- ASSIGNMENT -
Pick the lines holding the string "static" out of the records and copy them.

- RAW DATA -

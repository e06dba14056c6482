//! Embedded Lua 5.4 via the `mlua` crate.
//!
//! Each session gets at most one Lua state, created the first time `#LUA`
//! runs and closed with the session.
//!
//! # Commands
//!
//! | Command            | Rust entry point        |
//! |--------------------|-------------------------|
//! | `#LUA {script}`    | [`do_lua`]              |
//! | `#ZAP`             | [`destroy`] (via close) |
//!
//! # Lua API
//!
//! | Lua function       | Effect                                    |
//! |--------------------|-------------------------------------------|
//! | `tt.print(text)`   | Show `text` in the session                |
//! | `tt.send(text)`    | Execute `text` as a session command line  |
//!
//! Arguments are staged through a [`BUFFER_SIZE`]-byte buffer, so longer
//! strings are cut to `BUFFER_SIZE - 1` bytes.
//!
//! # Limitations
//!
//! A script runs to completion on the session's own thread.  There is no
//! timeout or cancellation: `while true do end` blocks the session for good.
//! Nested `#LUA` through `tt.send` is allowed up to
//! [`BridgeConfig::max_script_depth`](crate::config::BridgeConfig) levels.

pub mod api;
pub mod binding;
pub mod buffer;
pub mod context;
pub mod exec;

pub use api::API_TABLE_NAME;
pub use buffer::{Buffer, BufferPool, BUFFER_SIZE, LUA_BUFFER_BLOCKS};
pub use context::{destroy, ensure_initialized, LuaContext};
pub use exec::{do_lua, run_snippet};
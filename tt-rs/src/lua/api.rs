//! The host functions scripts can call, published as the `tt` table.
//!
//! | Lua call         | Effect                                             |
//! |------------------|----------------------------------------------------|
//! | `tt.print(text)` | Show `text` in the session's output                |
//! | `tt.send(text)`  | Run `text` as a command line for the same session  |
//!
//! Each call stages its argument through buffer slot 0 (truncating to the
//! buffer capacity) and forwards an owned copy of the staged text.

use mlua::{FromLua, Lua, Value};

use super::binding;
use super::buffer::TEXT_SLOT;
use crate::command;
use crate::error::{BridgeError, BridgeResult};
use crate::session::Session;

/// Global name of the capability table.
pub const API_TABLE_NAME: &str = "tt";

// ── Argument marshalling ──────────────────────────────────────────────────

/// A single string-like argument.
///
/// Strings are taken as raw bytes and numbers are coerced the way Lua's own
/// string functions coerce them.  Anything else, including a missing
/// argument, is remembered by type name so the host function can report it.
#[derive(Debug)]
pub enum TextArg {
    Text(Vec<u8>),
    Invalid(&'static str),
}

impl FromLua for TextArg {
    fn from_lua(value: Value, lua: &Lua) -> mlua::Result<Self> {
        let type_name = value.type_name();
        Ok(match lua.coerce_string(value)? {
            Some(s) => TextArg::Text(s.as_bytes().to_vec()),
            None => TextArg::Invalid(type_name),
        })
    }
}

impl TextArg {
    fn into_bytes(self, func: &'static str) -> BridgeResult<Vec<u8>> {
        match self {
            TextArg::Text(bytes) => Ok(bytes),
            TextArg::Invalid(got) => Err(BridgeError::ArgumentType { func, got }),
        }
    }
}

// ── Host functions ────────────────────────────────────────────────────────

/// Resolve the calling session, check the argument and stage it.
fn stage_call(lua: &Lua, func: &'static str, arg: TextArg) -> BridgeResult<(std::rc::Rc<Session>, String)> {
    let ses = binding::resolve(lua).ok_or(BridgeError::SessionUnbound { func })?;
    let bytes = arg.into_bytes(func)?;
    let text = ses.stage_text(func, TEXT_SLOT, &bytes)?;
    Ok((ses, text))
}

fn host_print(lua: &Lua, arg: TextArg) -> mlua::Result<()> {
    let (ses, text) = stage_call(lua, "print", arg).map_err(mlua::Error::external)?;
    tracing::trace!(session = ses.name(), len = text.len(), "tt.print");
    ses.puts(&text);
    Ok(())
}

fn host_send(lua: &Lua, arg: TextArg) -> mlua::Result<()> {
    let (ses, text) = stage_call(lua, "send", arg).map_err(mlua::Error::external)?;
    tracing::trace!(session = ses.name(), command = %text, "tt.send");
    command::script_driver(&ses, &text);
    Ok(())
}

/// Create the `tt` table and publish it as a global.
pub fn register(lua: &Lua) -> mlua::Result<()> {
    let api = lua.create_table()?;
    api.set("print", lua.create_function(host_print)?)?;
    api.set("send", lua.create_function(host_send)?)?;
    lua.globals().set(API_TABLE_NAME, api)
}

// ── Tests ─────────────────────────────────────────────────────────────────
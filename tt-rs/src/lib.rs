//! A TinTin++-style session core with an embedded Lua bridge.
//!
//! ```rust
//! use tt::config::BridgeConfig;
//! use tt::command::script_driver;
//! use tt::session::Session;
//!
//! let ses = Session::new("gts", BridgeConfig::default());
//! script_driver(&ses, r#"#lua {tt.print("hi")}"#);
//! assert_eq!(ses.output(), vec!["hi"]);
//! ```

pub mod args;
pub mod cli;
pub mod command;
pub mod config;
pub mod error;
pub mod lua;
pub mod session;
pub mod substitute;
pub mod var;

pub use error::{BridgeError, BridgeResult};
pub use session::{Session, SessionEvent};
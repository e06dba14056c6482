//! Session variable store.
//!
//! Variables are plain strings, read by `$name` substitution and written by
//! `#VARIABLE`.  Names are case-sensitive; listing is in name order.

use std::collections::BTreeMap;

#[derive(Debug, Default, Clone)]
pub struct VarStore {
    vars: BTreeMap<String, String>,
}

impl VarStore {
    pub fn new() -> Self {
        Self::default()
    }

    /// Set (or overwrite) a variable.
    pub fn set(&mut self, name: impl Into<String>, value: impl Into<String>) {
        self.vars.insert(name.into(), value.into());
    }

    pub fn get(&self, name: &str) -> Option<&str> {
        self.vars.get(name).map(String::as_str)
    }

    /// Remove a variable.  Returns `true` if it existed.
    pub fn unset(&mut self, name: &str) -> bool {
        self.vars.remove(name).is_some()
    }

    /// Copy every variable of `other` into `self`, overwriting on clashes.
    pub fn merge(&mut self, other: &VarStore) {
        for (k, v) in other.iter() {
            self.set(k, v);
        }
    }

    pub fn iter(&self) -> impl Iterator<Item = (&str, &str)> {
        self.vars.iter().map(|(k, v)| (k.as_str(), v.as_str()))
    }

    pub fn len(&self) -> usize {
        self.vars.len()
    }

    pub fn is_empty(&self) -> bool {
        self.vars.is_empty()
    }
}

// ── Tests ─────────────────────────────────────────────────────────────────────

- RESPONSE AREA -
    Invalid(&'static str),
    fn into_bytes(self, func: &'static str) -> BridgeResult<Vec<u8>> {
fn stage_call(lua: &Lua, func: &'static str, arg: TextArg) -> BridgeResult<(std::rc::Rc<Session>, String)> {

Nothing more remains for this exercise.